[Records for processing]
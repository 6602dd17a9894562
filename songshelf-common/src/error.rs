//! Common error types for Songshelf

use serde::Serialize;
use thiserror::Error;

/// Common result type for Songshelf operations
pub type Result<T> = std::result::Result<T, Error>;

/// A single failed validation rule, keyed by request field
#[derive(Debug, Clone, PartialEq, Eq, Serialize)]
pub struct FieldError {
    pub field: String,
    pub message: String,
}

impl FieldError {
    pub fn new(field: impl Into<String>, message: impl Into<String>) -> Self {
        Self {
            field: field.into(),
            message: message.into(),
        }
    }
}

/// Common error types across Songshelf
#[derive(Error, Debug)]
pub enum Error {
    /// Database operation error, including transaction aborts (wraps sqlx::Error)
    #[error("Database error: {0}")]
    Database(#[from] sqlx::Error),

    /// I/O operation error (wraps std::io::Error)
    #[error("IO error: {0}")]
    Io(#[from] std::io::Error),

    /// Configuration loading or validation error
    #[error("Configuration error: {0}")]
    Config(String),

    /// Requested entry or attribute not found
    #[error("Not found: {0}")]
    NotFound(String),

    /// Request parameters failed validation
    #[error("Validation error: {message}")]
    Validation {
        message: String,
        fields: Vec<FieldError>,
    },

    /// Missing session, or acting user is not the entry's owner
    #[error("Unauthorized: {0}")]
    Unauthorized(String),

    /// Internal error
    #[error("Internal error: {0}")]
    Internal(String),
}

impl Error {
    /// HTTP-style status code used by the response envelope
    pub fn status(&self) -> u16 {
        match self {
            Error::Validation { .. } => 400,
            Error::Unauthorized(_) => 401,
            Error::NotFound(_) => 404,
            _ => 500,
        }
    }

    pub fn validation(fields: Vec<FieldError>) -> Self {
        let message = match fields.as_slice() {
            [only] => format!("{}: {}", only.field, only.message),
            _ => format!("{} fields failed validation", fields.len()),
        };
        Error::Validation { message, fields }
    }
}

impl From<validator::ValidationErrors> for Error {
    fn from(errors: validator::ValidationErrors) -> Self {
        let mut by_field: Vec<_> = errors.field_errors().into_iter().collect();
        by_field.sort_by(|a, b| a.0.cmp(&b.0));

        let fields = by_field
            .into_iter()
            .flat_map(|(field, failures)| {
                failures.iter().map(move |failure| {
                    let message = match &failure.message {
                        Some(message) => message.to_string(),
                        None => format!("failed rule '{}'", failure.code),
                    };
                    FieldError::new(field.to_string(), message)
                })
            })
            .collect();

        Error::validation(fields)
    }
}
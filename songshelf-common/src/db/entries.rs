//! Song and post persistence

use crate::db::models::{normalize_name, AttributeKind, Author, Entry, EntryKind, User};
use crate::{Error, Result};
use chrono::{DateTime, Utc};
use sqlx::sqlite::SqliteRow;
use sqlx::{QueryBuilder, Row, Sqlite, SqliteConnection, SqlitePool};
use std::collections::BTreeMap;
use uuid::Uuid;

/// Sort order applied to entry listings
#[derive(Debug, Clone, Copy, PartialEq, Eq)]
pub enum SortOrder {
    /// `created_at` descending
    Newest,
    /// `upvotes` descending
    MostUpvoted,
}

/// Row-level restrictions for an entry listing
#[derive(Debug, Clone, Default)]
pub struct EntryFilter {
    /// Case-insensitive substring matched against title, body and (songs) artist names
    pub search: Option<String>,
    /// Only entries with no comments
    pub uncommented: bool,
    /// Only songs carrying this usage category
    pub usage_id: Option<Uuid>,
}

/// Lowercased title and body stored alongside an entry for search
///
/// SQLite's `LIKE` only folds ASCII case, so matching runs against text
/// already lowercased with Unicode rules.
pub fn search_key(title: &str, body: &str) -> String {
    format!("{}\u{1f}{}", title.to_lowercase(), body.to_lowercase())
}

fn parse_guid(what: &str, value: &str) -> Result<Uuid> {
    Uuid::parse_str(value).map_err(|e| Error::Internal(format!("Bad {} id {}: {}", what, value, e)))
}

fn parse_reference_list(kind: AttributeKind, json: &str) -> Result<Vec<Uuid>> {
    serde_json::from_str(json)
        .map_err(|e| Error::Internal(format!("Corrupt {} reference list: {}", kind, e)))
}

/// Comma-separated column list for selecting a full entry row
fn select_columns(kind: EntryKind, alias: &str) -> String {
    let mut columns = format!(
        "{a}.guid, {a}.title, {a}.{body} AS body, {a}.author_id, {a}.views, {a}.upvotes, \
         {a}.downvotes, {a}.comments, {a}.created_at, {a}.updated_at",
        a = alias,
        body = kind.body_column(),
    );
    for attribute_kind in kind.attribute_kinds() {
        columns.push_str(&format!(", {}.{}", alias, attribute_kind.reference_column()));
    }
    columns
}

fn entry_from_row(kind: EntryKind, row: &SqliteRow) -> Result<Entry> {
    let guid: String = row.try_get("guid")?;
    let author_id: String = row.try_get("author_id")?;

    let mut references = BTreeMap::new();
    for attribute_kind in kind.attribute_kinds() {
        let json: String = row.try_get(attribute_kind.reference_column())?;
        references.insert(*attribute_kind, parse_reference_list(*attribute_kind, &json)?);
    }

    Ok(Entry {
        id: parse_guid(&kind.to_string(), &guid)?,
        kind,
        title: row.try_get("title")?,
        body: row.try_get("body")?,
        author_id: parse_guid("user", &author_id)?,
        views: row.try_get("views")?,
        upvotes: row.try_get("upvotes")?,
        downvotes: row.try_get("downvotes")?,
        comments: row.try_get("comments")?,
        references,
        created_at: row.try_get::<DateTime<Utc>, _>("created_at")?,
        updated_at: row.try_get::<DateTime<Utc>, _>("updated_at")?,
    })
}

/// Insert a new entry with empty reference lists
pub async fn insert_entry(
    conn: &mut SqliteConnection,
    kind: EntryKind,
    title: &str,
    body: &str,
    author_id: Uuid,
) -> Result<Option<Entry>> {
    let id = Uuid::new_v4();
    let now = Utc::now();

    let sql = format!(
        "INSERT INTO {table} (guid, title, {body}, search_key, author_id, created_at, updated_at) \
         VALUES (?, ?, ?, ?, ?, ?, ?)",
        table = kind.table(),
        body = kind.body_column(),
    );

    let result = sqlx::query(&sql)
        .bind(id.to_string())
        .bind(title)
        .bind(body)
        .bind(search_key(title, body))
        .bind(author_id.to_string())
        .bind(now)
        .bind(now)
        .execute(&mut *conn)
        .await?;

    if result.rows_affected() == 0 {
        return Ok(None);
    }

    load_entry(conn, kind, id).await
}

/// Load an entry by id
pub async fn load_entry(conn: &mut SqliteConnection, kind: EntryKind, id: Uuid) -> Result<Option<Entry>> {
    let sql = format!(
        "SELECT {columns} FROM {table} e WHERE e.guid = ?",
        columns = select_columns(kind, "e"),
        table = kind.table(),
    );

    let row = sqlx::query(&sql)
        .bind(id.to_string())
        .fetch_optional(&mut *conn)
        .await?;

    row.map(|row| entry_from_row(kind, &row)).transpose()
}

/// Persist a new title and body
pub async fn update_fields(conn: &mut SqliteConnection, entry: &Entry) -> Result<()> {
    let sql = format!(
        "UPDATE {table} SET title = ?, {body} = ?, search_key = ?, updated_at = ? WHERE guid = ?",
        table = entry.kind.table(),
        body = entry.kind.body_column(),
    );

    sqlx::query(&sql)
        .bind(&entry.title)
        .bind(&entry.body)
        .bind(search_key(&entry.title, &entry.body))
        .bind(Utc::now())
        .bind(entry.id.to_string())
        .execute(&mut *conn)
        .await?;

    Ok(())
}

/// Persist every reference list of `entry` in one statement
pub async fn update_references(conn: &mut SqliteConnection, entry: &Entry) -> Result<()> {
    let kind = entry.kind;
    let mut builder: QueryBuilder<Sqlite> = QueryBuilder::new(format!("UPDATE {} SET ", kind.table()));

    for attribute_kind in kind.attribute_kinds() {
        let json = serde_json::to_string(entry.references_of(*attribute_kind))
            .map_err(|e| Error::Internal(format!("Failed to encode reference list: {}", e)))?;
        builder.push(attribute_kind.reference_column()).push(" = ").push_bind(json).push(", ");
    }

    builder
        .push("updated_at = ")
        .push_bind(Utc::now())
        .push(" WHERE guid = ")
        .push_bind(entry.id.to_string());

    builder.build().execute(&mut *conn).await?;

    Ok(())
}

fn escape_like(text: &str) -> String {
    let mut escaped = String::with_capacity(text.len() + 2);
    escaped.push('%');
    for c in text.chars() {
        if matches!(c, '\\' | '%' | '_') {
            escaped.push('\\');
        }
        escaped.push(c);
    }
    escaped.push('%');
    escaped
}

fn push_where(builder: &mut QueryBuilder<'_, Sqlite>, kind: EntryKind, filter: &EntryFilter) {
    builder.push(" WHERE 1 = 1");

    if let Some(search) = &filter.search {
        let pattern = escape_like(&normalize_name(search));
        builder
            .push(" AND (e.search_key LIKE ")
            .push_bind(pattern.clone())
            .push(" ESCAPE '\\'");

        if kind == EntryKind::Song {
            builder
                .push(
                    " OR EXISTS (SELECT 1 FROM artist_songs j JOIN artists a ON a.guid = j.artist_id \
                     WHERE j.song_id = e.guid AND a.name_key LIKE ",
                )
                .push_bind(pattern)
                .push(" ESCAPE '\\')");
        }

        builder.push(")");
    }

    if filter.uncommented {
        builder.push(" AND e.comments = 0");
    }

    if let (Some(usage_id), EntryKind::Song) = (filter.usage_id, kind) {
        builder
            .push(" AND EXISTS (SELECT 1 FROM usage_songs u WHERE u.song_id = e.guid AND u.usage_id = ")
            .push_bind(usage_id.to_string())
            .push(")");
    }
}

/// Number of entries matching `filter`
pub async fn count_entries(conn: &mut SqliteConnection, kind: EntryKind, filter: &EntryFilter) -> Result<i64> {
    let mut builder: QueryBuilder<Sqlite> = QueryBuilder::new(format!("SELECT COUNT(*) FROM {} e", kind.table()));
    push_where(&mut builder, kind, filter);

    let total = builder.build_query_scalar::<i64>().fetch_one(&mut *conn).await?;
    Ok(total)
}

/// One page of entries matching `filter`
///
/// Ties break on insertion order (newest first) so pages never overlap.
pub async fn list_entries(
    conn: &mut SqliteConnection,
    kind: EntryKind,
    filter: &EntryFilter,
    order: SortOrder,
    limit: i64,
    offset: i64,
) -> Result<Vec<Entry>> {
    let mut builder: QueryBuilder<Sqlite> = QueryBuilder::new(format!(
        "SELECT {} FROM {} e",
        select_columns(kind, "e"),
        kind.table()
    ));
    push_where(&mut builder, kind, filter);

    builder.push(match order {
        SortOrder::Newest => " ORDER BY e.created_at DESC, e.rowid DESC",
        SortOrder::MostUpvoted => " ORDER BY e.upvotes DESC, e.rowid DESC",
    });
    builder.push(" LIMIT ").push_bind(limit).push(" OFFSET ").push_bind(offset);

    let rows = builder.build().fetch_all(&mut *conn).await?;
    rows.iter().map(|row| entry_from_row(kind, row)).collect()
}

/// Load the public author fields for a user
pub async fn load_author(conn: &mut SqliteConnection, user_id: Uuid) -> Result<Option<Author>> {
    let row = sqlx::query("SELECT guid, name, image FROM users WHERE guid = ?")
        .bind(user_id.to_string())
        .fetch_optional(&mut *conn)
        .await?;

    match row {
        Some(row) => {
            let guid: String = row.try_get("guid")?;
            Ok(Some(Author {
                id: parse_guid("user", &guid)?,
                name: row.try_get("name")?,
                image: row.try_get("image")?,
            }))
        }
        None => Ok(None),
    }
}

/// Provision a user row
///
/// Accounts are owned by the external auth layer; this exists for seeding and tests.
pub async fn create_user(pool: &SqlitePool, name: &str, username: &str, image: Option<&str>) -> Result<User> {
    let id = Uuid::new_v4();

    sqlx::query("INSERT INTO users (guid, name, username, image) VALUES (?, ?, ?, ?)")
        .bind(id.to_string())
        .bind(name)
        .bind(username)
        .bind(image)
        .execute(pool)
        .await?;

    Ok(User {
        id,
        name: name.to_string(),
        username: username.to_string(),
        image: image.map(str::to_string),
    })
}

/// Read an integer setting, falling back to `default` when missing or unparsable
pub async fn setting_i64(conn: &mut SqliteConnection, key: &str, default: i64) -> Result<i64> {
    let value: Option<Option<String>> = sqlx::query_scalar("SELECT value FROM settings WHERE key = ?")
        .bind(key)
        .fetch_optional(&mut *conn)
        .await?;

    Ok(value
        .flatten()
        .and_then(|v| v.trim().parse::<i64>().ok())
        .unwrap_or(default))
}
[/Records for processing]
The task >> Print again the lines of the entries above that fall between the line holding "what, value, e)))" and the line holding "fn select_columns(kind: EntryKind, alias: &str)", inclusive, exactly as they stand.

Exercise solution >>
    Uuid::parse_str(value).map_err(|e| Error::Internal(format!("Bad {} id {}: {}", what, value, e)))
}

fn parse_reference_list(kind: AttributeKind, json: &str) -> Result<Vec<Uuid>> {
    serde_json::from_str(json)
        .map_err(|e| Error::Internal(format!("Corrupt {} reference list: {}", kind, e)))
}

/// Comma-separated column list for selecting a full entry row
fn select_columns(kind: EntryKind, alias: &str) -> String {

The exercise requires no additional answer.